■ **What needs to be done**
Give the number of lines in the records below that hold "TEXT"; nothing else is needed.

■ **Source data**

//! PostgreSQL task store implementation.

use async_trait::async_trait;
use auth::PasswordHasher;
use entities::{
    NewTask, NewUser, Task, TaskId, TaskUpdate, User, UserCredentials, UserId, UserUpdate,
};
use sqlx::{postgres::PgPoolOptions, PgPool};

use crate::{
    config::{PoolConfig, PostgresConfig},
    rows::{map_rows, CredentialsRow, TaskRow, UserRow},
    rules::{
        hash_password, prepare_new_task, prepare_new_user, prepare_task_update,
        prepare_user_update,
    },
    BackendKind, TaskStore, TaskStoreError, TaskStoreResult,
};

const SCHEMA: [&str; 2] = [
    r#"
    CREATE TABLE IF NOT EXISTS users (
        id BIGSERIAL PRIMARY KEY,
        name TEXT NOT NULL,
        email TEXT NOT NULL UNIQUE,
        password_hash TEXT NOT NULL
    )
    "#,
    r#"
    CREATE TABLE IF NOT EXISTS tasks (
        id BIGSERIAL PRIMARY KEY,
        title TEXT NOT NULL,
        description TEXT,
        status TEXT NOT NULL DEFAULT 'new'
            CHECK (status IN ('new', 'in_progress', 'completed'))
    )
    "#,
];

/// PostgreSQL task store (durable, multi-process safe).
///
/// Email uniqueness is pre-checked for a friendly error, but the `UNIQUE`
/// constraint on `users.email` is what actually guarantees it when two writers
/// race. A violation of that constraint is reported as
/// [`TaskStoreError::DuplicateEmail`] just like the pre-check.
#[derive(Debug, Clone)]
pub struct PostgresTaskStore {
    pool: PgPool,
    hasher: PasswordHasher,
}

impl PostgresTaskStore {
    /// Wraps an existing pool. Call [`init`](Self::init) before use.
    pub fn new(pool: PgPool) -> Self {
        Self {
            pool,
            hasher: PasswordHasher::default(),
        }
    }

    /// Connects using `config` and creates the schema.
    pub async fn connect(config: &PostgresConfig, limits: &PoolConfig) -> TaskStoreResult<Self> {
        let pool = PgPoolOptions::new()
            .max_connections(limits.max_connections)
            .acquire_timeout(limits.connect_timeout)
            .connect_with(config.connect_options())
            .await?;

        let store = Self::new(pool);
        store.init().await?;
        Ok(store)
    }

    /// Replaces the password hasher.
    pub fn with_hasher(mut self, hasher: PasswordHasher) -> Self {
        self.hasher = hasher;
        self
    }

    /// Returns the underlying connection pool.
    pub fn pool(&self) -> &PgPool {
        &self.pool
    }

    /// Creates the `users` and `tasks` tables if they are missing.
    pub async fn init(&self) -> TaskStoreResult<()> {
        for statement in SCHEMA {
            sqlx::query(statement).execute(&self.pool).await?;
        }
        tracing::info!("PostgreSQL schema ready");
        Ok(())
    }
}

#[async_trait]
impl TaskStore for PostgresTaskStore {
    // =========================================================================
    // Task operations
    // =========================================================================

    async fn list_tasks(&self) -> TaskStoreResult<Vec<Task>> {
        let rows: Vec<TaskRow> =
            sqlx::query_as("SELECT id, title, description, status FROM tasks ORDER BY id")
                .fetch_all(&self.pool)
                .await?;
        map_rows(rows)
    }

    async fn get_task(&self, id: TaskId) -> TaskStoreResult<Task> {
        let row: Option<TaskRow> =
            sqlx::query_as("SELECT id, title, description, status FROM tasks WHERE id = $1")
                .bind(id)
                .fetch_optional(&self.pool)
                .await?;
        row.ok_or_else(|| TaskStoreError::not_found("Task", id))?
            .try_into()
    }

    async fn create_task(&self, task: NewTask) -> TaskStoreResult<Task> {
        let draft = prepare_new_task(task)?;

        let row: TaskRow = sqlx::query_as(
            r#"
            INSERT INTO tasks (title, description, status)
            VALUES ($1, $2, $3)
            RETURNING id, title, description, status
            "#,
        )
        .bind(&draft.title)
        .bind(&draft.description)
        .bind(draft.status.as_str())
        .fetch_one(&self.pool)
        .await?;

        tracing::debug!(task_id = row.id, status = %draft.status, "Created task");
        row.try_into()
    }

    async fn update_task(&self, task: TaskUpdate) -> TaskStoreResult<Task> {
        let replacement = prepare_task_update(task)?;

        let row: Option<TaskRow> = sqlx::query_as(
            r#"
            UPDATE tasks
            SET title = $1, description = $2, status = COALESCE($3, status)
            WHERE id = $4
            RETURNING id, title, description, status
            "#,
        )
        .bind(&replacement.title)
        .bind(&replacement.description)
        .bind(replacement.status.map(|s| s.as_str()))
        .bind(replacement.id)
        .fetch_optional(&self.pool)
        .await?;

        let row = row.ok_or_else(|| TaskStoreError::not_found("Task", replacement.id))?;
        tracing::debug!(task_id = row.id, status = %row.status, "Updated task");
        row.try_into()
    }

    async fn delete_task(&self, id: TaskId) -> TaskStoreResult<()> {
        let result = sqlx::query("DELETE FROM tasks WHERE id = $1")
            .bind(id)
            .execute(&self.pool)
            .await?;

        if result.rows_affected() == 0 {
            return Err(TaskStoreError::not_found("Task", id));
        }
        tracing::debug!(task_id = id, "Deleted task");
        Ok(())
    }

    // =========================================================================
    // User operations
    // =========================================================================

    async fn list_users(&self) -> TaskStoreResult<Vec<User>> {
        let rows: Vec<UserRow> = sqlx::query_as("SELECT id, name, email FROM users ORDER BY id")
            .fetch_all(&self.pool)
            .await?;
        map_rows(rows)
    }

    async fn get_user(&self, id: UserId) -> TaskStoreResult<User> {
        let row: Option<UserRow> = sqlx::query_as("SELECT id, name, email FROM users WHERE id = $1")
            .bind(id)
            .fetch_optional(&self.pool)
            .await?;
        row.ok_or_else(|| TaskStoreError::not_found("User", id))?
            .try_into()
    }

    async fn get_user_by_email(&self, email: &str) -> TaskStoreResult<UserCredentials> {
        let row: Option<CredentialsRow> =
            sqlx::query_as("SELECT id, name, email, password_hash FROM users WHERE email = $1")
                .bind(email)
                .fetch_optional(&self.pool)
                .await?;
        row.ok_or_else(|| TaskStoreError::not_found("User", email))?
            .try_into()
    }

    async fn create_user(&self, user: NewUser) -> TaskStoreResult<User> {
        let draft = prepare_new_user(user)?;
        let email = draft.email.as_str();

        let taken: bool = sqlx::query_scalar("SELECT EXISTS(SELECT 1 FROM users WHERE email = $1)")
            .bind(email)
            .fetch_one(&self.pool)
            .await?;
        if taken {
            return Err(TaskStoreError::duplicate_email(email));
        }

        let password_hash = hash_password(&self.hasher, draft.password).await?;

        let row: UserRow = sqlx::query_as(
            r#"
            INSERT INTO users (name, email, password_hash)
            VALUES ($1, $2, $3)
            RETURNING id, name, email
            "#,
        )
        .bind(&draft.name)
        .bind(email)
        .bind(&password_hash)
        .fetch_one(&self.pool)
        .await
        .map_err(|e| TaskStoreError::from_user_write(e, email))?;

        tracing::debug!(user_id = row.id, "Created user");
        row.try_into()
    }

    async fn update_user(&self, user: UserUpdate) -> TaskStoreResult<User> {
        let replacement = prepare_user_update(user)?;
        let email = replacement.email.as_ref().map(|e| e.as_str());

        let (found, taken): (bool, bool) = sqlx::query_as(
            r#"
            SELECT
                EXISTS(SELECT 1 FROM users WHERE id = $1),
                EXISTS(SELECT 1 FROM users WHERE email = $2 AND id <> $1)
            "#,
        )
        .bind(replacement.id)
        .bind(email)
        .fetch_one(&self.pool)
        .await?;
        if !found {
            return Err(TaskStoreError::not_found("User", replacement.id));
        }
        if let (true, Some(email)) = (taken, email) {
            return Err(TaskStoreError::duplicate_email(email));
        }

        let password_hash = match replacement.password {
            Some(password) => Some(hash_password(&self.hasher, password).await?),
            None => None,
        };

        let row: Option<UserRow> = sqlx::query_as(
            r#"
            UPDATE users
            SET name = COALESCE($1, name),
                email = COALESCE($2, email),
                password_hash = COALESCE($3, password_hash)
            WHERE id = $4
            RETURNING id, name, email
            "#,
        )
        .bind(&replacement.name)
        .bind(email)
        .bind(&password_hash)
        .bind(replacement.id)
        .fetch_optional(&self.pool)
        .await
        .map_err(|e| TaskStoreError::from_user_write(e, email.unwrap_or_default()))?;

        let row = row.ok_or_else(|| TaskStoreError::not_found("User", replacement.id))?;
        tracing::debug!(user_id = row.id, "Updated user");
        row.try_into()
    }

    async fn delete_user(&self, id: UserId) -> TaskStoreResult<()> {
        let result = sqlx::query("DELETE FROM users WHERE id = $1")
            .bind(id)
            .execute(&self.pool)
            .await?;

        if result.rows_affected() == 0 {
            return Err(TaskStoreError::not_found("User", id));
        }
        tracing::debug!(user_id = id, "Deleted user");
        Ok(())
    }

    fn backend(&self) -> BackendKind {
        BackendKind::Postgres
    }

    async fn close(&self) {
        self.pool.close().await;
    }
}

■ **Task result**
6